Goal of the exercise = Repeat the data exactly, please.

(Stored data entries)
·····
//! Workbook rendering: one sheet per department plus a Summary sheet.

use rust_xlsxwriter::{Format, Workbook, Worksheet};

use crate::models::{compute_summary, Department, FieldValue, Record, Snapshot};

use super::error::ReportResult;

pub const SUMMARY_SHEET: &str = "Summary";
const DATETIME_FORMAT: &str = "yyyy-mm-dd hh:mm:ss";

/// Render the whole snapshot as an in-memory `.xlsx` file.
pub fn render_workbook(snapshot: &Snapshot) -> ReportResult<Vec<u8>> {
    let header = Format::new().set_bold();
    let datetime = Format::new().set_num_format(DATETIME_FORMAT);
    let mut workbook = Workbook::new();

    for department in Department::ALL {
        let sheet = workbook.add_worksheet();
        write_department_sheet(
            sheet,
            department,
            snapshot.records(department),
            &header,
            &datetime,
        )?;
    }

    write_summary_sheet(workbook.add_worksheet(), snapshot, &header)?;

    Ok(workbook.save_to_buffer()?)
}

fn write_department_sheet(
    sheet: &mut Worksheet,
    department: Department,
    records: &[Record],
    header: &Format,
    datetime: &Format,
) -> ReportResult<()> {
    let schema = department.schema();
    sheet.set_name(schema.sheet_name)?;

    for (col, name) in schema.field_names().enumerate() {
        sheet.write_string_with_format(0, col as u16, name, header)?;
    }
    sheet.set_freeze_panes(1, 0)?;

    for (i, record) in records.iter().enumerate() {
        let row = (i + 1) as u32;
        for (col, name) in schema.field_names().enumerate() {
            let col = col as u16;
            match record.get(name) {
                None | Some(FieldValue::Null) => {}
                Some(FieldValue::Text(s)) => {
                    sheet.write_string(row, col, s)?;
                }
                Some(FieldValue::Integer(v)) => {
                    sheet.write_number(row, col, *v as f64)?;
                }
                Some(FieldValue::Float(v)) => {
                    sheet.write_number(row, col, *v)?;
                }
                Some(FieldValue::Timestamp(ts)) => {
                    sheet.write_datetime_with_format(row, col, ts, datetime)?;
                }
            }
        }
    }

    Ok(())
}

fn write_summary_sheet(
    sheet: &mut Worksheet,
    snapshot: &Snapshot,
    header: &Format,
) -> ReportResult<()> {
    sheet.set_name(SUMMARY_SHEET)?;
    for (col, title) in ["Department", "Metric", "Value"].into_iter().enumerate() {
        sheet.write_string_with_format(0, col as u16, title, header)?;
    }
    sheet.set_freeze_panes(1, 0)?;

    let summary = compute_summary(snapshot);
    let mut row = 1u32;
    for dept in &summary.departments {
        for metric in &dept.metrics {
            sheet.write_string(row, 0, dept.department.schema().sheet_name)?;
            sheet.write_string(row, 1, metric.rule.label)?;
            sheet.write_number(row, 2, metric.value.as_f64())?;
            row += 1;
        }
    }

    Ok(())
}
·····
Response area =
//! Workbook rendering: one sheet per department plus a Summary sheet.

use rust_xlsxwriter::{Format, Workbook, Worksheet};

use crate::models::{compute_summary, Department, FieldValue, Record, Snapshot};

use super::error::ReportResult;

pub const SUMMARY_SHEET: &str = "Summary";
const DATETIME_FORMAT: &str = "yyyy-mm-dd hh:mm:ss";

/// Render the whole snapshot as an in-memory `.xlsx` file.
pub fn render_workbook(snapshot: &Snapshot) -> ReportResult<Vec<u8>> {
    let header = Format::new().set_bold();
    let datetime = Format::new().set_num_format(DATETIME_FORMAT);
    let mut workbook = Workbook::new();

    for department in Department::ALL {
        let sheet = workbook.add_worksheet();
        write_department_sheet(
            sheet,
            department,
            snapshot.records(department),
            &header,
            &datetime,
        )?;
    }

    write_summary_sheet(workbook.add_worksheet(), snapshot, &header)?;

    Ok(workbook.save_to_buffer()?)
}

fn write_department_sheet(
    sheet: &mut Worksheet,
    department: Department,
    records: &[Record],
    header: &Format,
    datetime: &Format,
) -> ReportResult<()> {
    let schema = department.schema();
    sheet.set_name(schema.sheet_name)?;

    for (col, name) in schema.field_names().enumerate() {
        sheet.write_string_with_format(0, col as u16, name, header)?;
    }
    sheet.set_freeze_panes(1, 0)?;

    for (i, record) in records.iter().enumerate() {
        let row = (i + 1) as u32;
        for (col, name) in schema.field_names().enumerate() {
            let col = col as u16;
            match record.get(name) {
                None | Some(FieldValue::Null) => {}
                Some(FieldValue::Text(s)) => {
                    sheet.write_string(row, col, s)?;
                }
                Some(FieldValue::Integer(v)) => {
                    sheet.write_number(row, col, *v as f64)?;
                }
                Some(FieldValue::Float(v)) => {
                    sheet.write_number(row, col, *v)?;
                }
                Some(FieldValue::Timestamp(ts)) => {
                    sheet.write_datetime_with_format(row, col, ts, datetime)?;
                }
            }
        }
    }

    Ok(())
}

fn write_summary_sheet(
    sheet: &mut Worksheet,
    snapshot: &Snapshot,
    header: &Format,
) -> ReportResult<()> {
    sheet.set_name(SUMMARY_SHEET)?;
    for (col, title) in ["Department", "Metric", "Value"].into_iter().enumerate() {
        sheet.write_string_with_format(0, col as u16, title, header)?;
    }
    sheet.set_freeze_panes(1, 0)?;

    let summary = compute_summary(snapshot);
    let mut row = 1u32;
    for dept in &summary.departments {
        for metric in &dept.metrics {
            sheet.write_string(row, 0, dept.department.schema().sheet_name)?;
            sheet.write_string(row, 1, metric.rule.label)?;
            sheet.write_number(row, 2, metric.value.as_f64())?;
            row += 1;
        }
    }

    Ok(())
}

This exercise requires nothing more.